• YOUR OBJECTIVE: Copy the lines of the entries exactly, from the opening one to the one holding "pub struct IdentifyCommand", and leave out everything after.

• DATA IN THIS EXERCISE:
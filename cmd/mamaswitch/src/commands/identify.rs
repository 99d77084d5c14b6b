use std::path::PathBuf;

use anyhow::Context as _;
use clap::Args;
use mamaswitch_voiceprint::AudioSample;
use tracing::debug;

use super::{get_config, identifier, output_result};
use crate::Cli;

/// Score a WAV file against the registered speakers.
#[derive(Args)]
pub struct IdentifyCommand {
    /// WAV file (mono or multi-channel, sample rate must match the model)
    wav: PathBuf,

    /// Speaker model artifact (overrides config file)
    #[arg(long)]
    model: Option<PathBuf>,
}

impl IdentifyCommand {
    pub async fn run(&self, cli: &Cli) -> anyhow::Result<()> {
        let cfg = get_config(cli)?;
        let id = identifier(&cfg, self.model.as_deref());
        let audio = AudioSample::read_wav(&self.wav)
            .with_context(|| format!("cannot read {}", self.wav.display()))?;
        debug!(
            samples = audio.len(),
            seconds = audio.duration_secs(),
            "audio loaded"
        );

        let result = tokio::task::spawn_blocking(move || id.identify(&audio)).await??;
        output_result(&result, cli.json)
    }
}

• RESULT BELOW:
filename cmd/mamaswitch/src/commands/identify.rs
repository 99d77084d5c14b6b
use std::path::PathBuf;

use anyhow::Context as _;
use clap::Args;
use mamaswitch_voiceprint::AudioSample;
use tracing::debug;

use super::{get_config, identifier, output_result};
use crate::Cli;

/// Score a WAV file against the registered speakers.
#[derive(Args)]
pub struct IdentifyCommand {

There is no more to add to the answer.